▸ RECORD EXCERPTS:
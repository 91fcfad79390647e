//! Single-node server binary.
//!
//! Environment:
//! - `LISTEN_ADDR` — socket address to bind (default `127.0.0.1:8080`).
//! - `STORE_DIR` — directory for the file-backed store; unset means the
//!   in-memory store (state lost on exit).
//! - `RUST_LOG` — log filter, e.g. `shortener=debug`.

use shortener::lifecycle::{setup_tracing, ShortenerConfig, ShortenerSystem};
use shortener::store::{JsonFileStore, MemoryStore, StateStore};
use std::net::SocketAddr;
use std::sync::Arc;
use tracing::info;

#[tokio::main]
async fn main() -> Result<(), Box<dyn std::error::Error>> {
    setup_tracing();

    let addr: SocketAddr = std::env::var("LISTEN_ADDR")
        .unwrap_or_else(|_| "127.0.0.1:8080".to_string())
        .parse()?;

    let store: Arc<dyn StateStore> = match std::env::var("STORE_DIR") {
        Ok(dir) => {
            info!(%dir, "using file-backed store");
            Arc::new(JsonFileStore::open(dir)?)
        }
        Err(_) => {
            info!("using in-memory store");
            Arc::new(MemoryStore::new())
        }
    };

    let system = ShortenerSystem::new(store, ShortenerConfig::default());
    let service = system.service().clone();

    tokio::select! {
        result = shortener::http::serve(addr, service) => result?,
        _ = tokio::signal::ctrl_c() => info!("shutdown signal received"),
    }

    system.shutdown().await;
    Ok(())
}
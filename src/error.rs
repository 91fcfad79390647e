//! # Error Taxonomy
//!
//! One error enum spans the registry, allocator, and service layers. Ownership
//! races (`StaleOwner`, `LostOwnership`, `OwnerUnreachable`) are retried
//! transparently inside the registry up to a bounded count; callers only see
//! them when the retry budget is exhausted. User-visible failures are limited
//! to malformed input, unknown codes, and transient server errors.

use crate::model::{Generation, NodeId, ShortCode};

/// Errors produced by the registry and everything layered on top of it.
#[derive(Debug, thiserror::Error)]
pub enum ShortenerError {
    /// Client input was not a well-formed absolute URI. Never retried.
    #[error("not a well-formed absolute URI: {0}")]
    InvalidUrl(String),

    /// No record has ever been written for this code. Maps to 404.
    #[error("no URL recorded for code {0}")]
    NotFound(ShortCode),

    /// The state store rejected or failed the write; in-memory state was
    /// rolled back, nothing was acknowledged.
    #[error("persistence failure: {0}")]
    PersistenceFailure(#[from] StoreError),

    /// A forwarded call carried a generation that no longer matches the
    /// owner's. The caller must re-resolve ownership and retry.
    #[error("stale owner: call expected {expected}, instance holds {actual}")]
    StaleOwner {
        expected: Generation,
        actual: Generation,
    },

    /// An in-flight activation lost the ownership race to another node.
    #[error("lost ownership race during activation")]
    LostOwnership,

    /// The node the directory names as owner cannot be reached. A retry goes
    /// back through the directory, which reassigns at a higher generation.
    #[error("owner {0} unreachable")]
    OwnerUnreachable(NodeId),

    /// Every random candidate collided with an existing code. With sufficient
    /// entropy width this should be astronomically rare.
    #[error("code allocation exhausted after {attempts} attempts")]
    AllocationExhausted { attempts: u32 },

    /// The instance's mailbox is gone (node shutting down).
    #[error("actor closed")]
    ActorClosed,

    /// The instance dropped the reply channel without answering.
    #[error("actor dropped response channel")]
    ActorDropped,
}

/// Failures from the durable key→blob store.
#[derive(Debug, thiserror::Error)]
pub enum StoreError {
    #[error("store I/O error: {0}")]
    Io(#[from] std::io::Error),

    #[error("blob codec error: {0}")]
    Codec(#[from] serde_json::Error),

    /// Store explicitly refused the operation (used by fault-injecting
    /// test doubles as well as real backends).
    #[error("store unavailable: {0}")]
    Unavailable(String),
}

/// Failures from the node directory's ownership protocol.
#[derive(Debug, thiserror::Error)]
pub enum DirectoryError {
    /// Another node won the claim race; the directory resolved it internally.
    #[error("key already owned by {owner} at {generation}")]
    AlreadyOwned {
        owner: NodeId,
        generation: Generation,
    },
}

impl ShortenerError {
    /// Ownership races the registry recovers from by re-resolving; everything
    /// else propagates to the caller immediately.
    pub fn is_retryable_ownership(&self) -> bool {
        matches!(
            self,
            ShortenerError::StaleOwner { .. }
                | ShortenerError::LostOwnership
                | ShortenerError::OwnerUnreachable(_)
        )
    }
}
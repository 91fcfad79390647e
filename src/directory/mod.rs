//! # Node Directory
//!
//! Maps a key to the node currently (or newly) responsible for activating it.
//! The directory is the sole source of the cross-node exclusivity guarantee:
//! its ownership-grant operation is linearizable per key, and every ownership
//! change bumps the key's generation so stale holders can be rejected.
//!
//! [`InMemoryDirectory`] is the provided single-authority implementation. A
//! consensus-backed directory would implement the same trait; its internal
//! concurrency control is opaque to the registry.

use crate::error::DirectoryError;
use crate::model::{Generation, NodeId, ShortCode};
use async_trait::async_trait;
use std::collections::HashMap;
use std::sync::Mutex;
use tracing::{debug, info};

/// Ownership authority consumed by the registry.
#[async_trait]
pub trait NodeDirectory: Send + Sync {
    /// Who owns `key` right now, if anyone.
    async fn resolve_owner(&self, key: &ShortCode) -> Option<(NodeId, Generation)>;

    /// Claim ownership of `key` for `node`.
    ///
    /// Granting is serialized per key: under a race exactly one claimant wins
    /// and the rest get [`DirectoryError::AlreadyOwned`]. Every grant bumps
    /// the generation — including a re-claim by a node the directory already
    /// names as owner (the crash-restart case), so any earlier instance on
    /// that node is fenced out.
    async fn claim_ownership(
        &self,
        key: &ShortCode,
        node: NodeId,
    ) -> Result<Generation, DirectoryError>;

    /// Release ownership after a clean deactivation. The release is fenced:
    /// it only takes effect while `node` still owns `key` at exactly
    /// `generation`, so a late release from a superseded instance is a
    /// no-op. The generation counter itself is preserved so it stays
    /// monotonic across the key's lifetime.
    async fn release_ownership(&self, key: &ShortCode, node: NodeId, generation: Generation);

    /// Forcibly reassign `key` to `node` after its owner was reported
    /// unreachable. Always bumps the generation, so any lingering instance on
    /// the old owner serves only stale-generation calls from then on.
    async fn reclaim_ownership(&self, key: &ShortCode, node: NodeId) -> Generation;
}

#[derive(Debug, Clone, Copy)]
struct Placement {
    owner: Option<NodeId>,
    generation: Generation,
}

/// Single-authority directory backed by a per-process map.
///
/// The mutex makes every grant linearizable per key (and, trivially, across
/// keys). Suitable for one process or a test cluster sharing the `Arc`.
#[derive(Default)]
pub struct InMemoryDirectory {
    placements: Mutex<HashMap<ShortCode, Placement>>,
}

impl InMemoryDirectory {
    pub fn new() -> Self {
        Self::default()
    }
}

#[async_trait]
impl NodeDirectory for InMemoryDirectory {
    async fn resolve_owner(&self, key: &ShortCode) -> Option<(NodeId, Generation)> {
        let placements = self.placements.lock().expect("directory mutex poisoned");
        placements
            .get(key)
            .and_then(|p| p.owner.map(|node| (node, p.generation)))
    }

    async fn claim_ownership(
        &self,
        key: &ShortCode,
        node: NodeId,
    ) -> Result<Generation, DirectoryError> {
        let mut placements = self.placements.lock().expect("directory mutex poisoned");
        let placement = placements.entry(key.clone()).or_insert(Placement {
            owner: None,
            generation: Generation::default(),
        });
        match placement.owner {
            Some(owner) if owner != node => Err(DirectoryError::AlreadyOwned {
                owner,
                generation: placement.generation,
            }),
            _ => {
                placement.generation = placement.generation.next();
                placement.owner = Some(node);
                debug!(%key, %node, generation = %placement.generation, "ownership granted");
                Ok(placement.generation)
            }
        }
    }

    async fn release_ownership(&self, key: &ShortCode, node: NodeId, generation: Generation) {
        let mut placements = self.placements.lock().expect("directory mutex poisoned");
        if let Some(placement) = placements.get_mut(key) {
            if placement.owner == Some(node) && placement.generation == generation {
                placement.owner = None;
                debug!(%key, %node, %generation, "ownership released");
            }
        }
    }

    async fn reclaim_ownership(&self, key: &ShortCode, node: NodeId) -> Generation {
        let mut placements = self.placements.lock().expect("directory mutex poisoned");
        let placement = placements.entry(key.clone()).or_insert(Placement {
            owner: None,
            generation: Generation::default(),
        });
        placement.generation = placement.generation.next();
        let previous = placement.owner.replace(node);
        info!(%key, %node, ?previous, generation = %placement.generation, "ownership reclaimed");
        placement.generation
    }
}

#[cfg(test)]
mod tests {
    use super::*;

    #[tokio::test]
    async fn claim_is_exclusive_and_every_grant_bumps() {
        let dir = InMemoryDirectory::new();
        let key = ShortCode::from("k1");

        let g1 = dir.claim_ownership(&key, NodeId(1)).await.unwrap();
        // Re-claim by the same node (crash-restart) fences the old grant.
        let g2 = dir.claim_ownership(&key, NodeId(1)).await.unwrap();
        assert!(g2 > g1);
        // A different node loses the race.
        let err = dir.claim_ownership(&key, NodeId(2)).await.unwrap_err();
        let DirectoryError::AlreadyOwned { owner, generation } = err;
        assert_eq!(owner, NodeId(1));
        assert_eq!(generation, g2);
    }

    #[tokio::test]
    async fn generation_survives_release() {
        let dir = InMemoryDirectory::new();
        let key = ShortCode::from("k1");

        let g1 = dir.claim_ownership(&key, NodeId(1)).await.unwrap();
        dir.release_ownership(&key, NodeId(1), g1).await;
        assert!(dir.resolve_owner(&key).await.is_none());

        let g2 = dir.claim_ownership(&key, NodeId(2)).await.unwrap();
        assert!(g2 > g1);
    }

    #[tokio::test]
    async fn reclaim_always_bumps() {
        let dir = InMemoryDirectory::new();
        let key = ShortCode::from("k1");

        let g1 = dir.claim_ownership(&key, NodeId(1)).await.unwrap();
        let g2 = dir.reclaim_ownership(&key, NodeId(2)).await;
        assert!(g2 > g1);
        assert_eq!(dir.resolve_owner(&key).await, Some((NodeId(2), g2)));
    }

    #[tokio::test]
    async fn stale_release_is_ignored() {
        let dir = InMemoryDirectory::new();
        let key = ShortCode::from("k1");

        let g1 = dir.claim_ownership(&key, NodeId(1)).await.unwrap();
        // Wrong node.
        dir.release_ownership(&key, NodeId(2), g1).await;
        assert_eq!(dir.resolve_owner(&key).await, Some((NodeId(1), g1)));
        // Right node, superseded generation.
        let g2 = dir.claim_ownership(&key, NodeId(1)).await.unwrap();
        dir.release_ownership(&key, NodeId(1), g1).await;
        assert_eq!(dir.resolve_owner(&key).await, Some((NodeId(1), g2)));
    }
}
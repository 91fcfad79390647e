//! # Code Allocator
//!
//! Produces short codes that are unique across the whole system, even under
//! concurrent allocation from multiple nodes. Candidates come from a thread
//! RNG rather than a counter, so codes are not enumerable; uniqueness is then
//! *verified*, not assumed: the allocator claims the candidate with the
//! registry's create-if-absent operation, which runs inside the candidate
//! instance's serialized mailbox. A collision (another allocation won the
//! same candidate first) just costs a retry with fresh entropy.

use crate::error::ShortenerError;
use crate::model::ShortCode;
use crate::registry::ActorRegistry;
use rand::{distributions::Alphanumeric, Rng};
use std::sync::Arc;
use tracing::{debug, info};

pub const DEFAULT_CODE_LENGTH: usize = 8;
pub const DEFAULT_MAX_ATTEMPTS: u32 = 5;

#[derive(Clone)]
pub struct CodeAllocator {
    registry: Arc<ActorRegistry>,
    code_length: usize,
    max_attempts: u32,
}

impl CodeAllocator {
    pub fn new(registry: Arc<ActorRegistry>) -> Self {
        Self {
            registry,
            code_length: DEFAULT_CODE_LENGTH,
            max_attempts: DEFAULT_MAX_ATTEMPTS,
        }
    }

    pub fn with_code_length(mut self, code_length: usize) -> Self {
        self.code_length = code_length;
        self
    }

    pub fn with_max_attempts(mut self, max_attempts: u32) -> Self {
        self.max_attempts = max_attempts;
        self
    }

    /// Allocates a fresh code and records `full_url` under it.
    ///
    /// At 8 alphanumeric characters a collision needs two allocations to draw
    /// the same one of 62^8 candidates, so exhausting the retry bound is a
    /// sign of something much worse than bad luck.
    pub async fn allocate(&self, full_url: &str) -> Result<ShortCode, ShortenerError> {
        for attempt in 1..=self.max_attempts {
            let candidate = self.random_candidate();
            if self
                .registry
                .set_url_if_absent(&candidate, full_url.to_string())
                .await?
            {
                info!(code = %candidate, attempt, "code allocated");
                return Ok(candidate);
            }
            debug!(code = %candidate, attempt, "candidate taken, retrying");
        }
        Err(ShortenerError::AllocationExhausted {
            attempts: self.max_attempts,
        })
    }

    fn random_candidate(&self) -> ShortCode {
        let code: String = rand::thread_rng()
            .sample_iter(&Alphanumeric)
            .take(self.code_length)
            .map(char::from)
            .collect();
        ShortCode::new(code)
    }
}
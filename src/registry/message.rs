//! # Registry Messages
//!
//! Wire-shaped operation and reply enums plus the mailbox envelope. `UrlCall`
//! and `UrlReply` are plain data (serde-derived) so a forwarded call has a
//! well-defined shape independent of the in-process transport used here; the
//! reply channel lives only in the local [`Envelope`].

use crate::error::ShortenerError;
use crate::model::Generation;
use serde::{Deserialize, Serialize};
use tokio::sync::oneshot;

/// One-shot reply channel carried by every enqueued operation.
pub type Response = oneshot::Sender<Result<UrlReply, ShortenerError>>;

/// An operation addressed to one short code's instance.
#[derive(Debug, Clone, Serialize, Deserialize)]
pub enum UrlCall {
    /// Record `full_url` for this code, overwriting any prior value.
    SetUrl { full_url: String },
    /// Record `full_url` only if no record exists yet. This is the
    /// allocator's compare-and-set; it runs atomically inside the instance's
    /// serialized mailbox.
    SetUrlIfAbsent { full_url: String },
    /// Read the recorded URL.
    GetUrl,
}

/// Successful outcome of a [`UrlCall`], variant-paired with the call.
#[derive(Debug, Clone, PartialEq, Eq, Serialize, Deserialize)]
pub enum UrlReply {
    /// `SetUrl` persisted.
    Set,
    /// `SetUrlIfAbsent`: `true` when this call created the record.
    Claimed(bool),
    /// `GetUrl` result.
    Url(String),
}

/// Mailbox entry: the call, the generation the sender expects the owner to
/// hold (`None` for local callers, who trust the local table), and the reply
/// channel.
#[derive(Debug)]
pub struct Envelope {
    pub expected_generation: Option<Generation>,
    pub call: UrlCall,
    pub respond_to: Response,
}
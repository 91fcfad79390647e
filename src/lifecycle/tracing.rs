/// Initializes structured logging for the process.
///
/// Uses the `tracing` subscriber with environment-based filtering: set
/// `RUST_LOG` (e.g. `RUST_LOG=shortener=debug`) to control verbosity.
/// Call once, before anything else logs.
pub fn setup_tracing() {
    tracing_subscriber::fmt()
        .with_env_filter(tracing_subscriber::EnvFilter::from_default_env())
        .init();
}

▸ WORK REQUEST: Go through the listing, and whenever a line contains the string "lifecycle", copy that line.

▸ ANSWER BOX:
use shortener::lifecycle::{setup_tracing, ShortenerConfig, ShortenerSystem};
filename src/lifecycle/tracing.rs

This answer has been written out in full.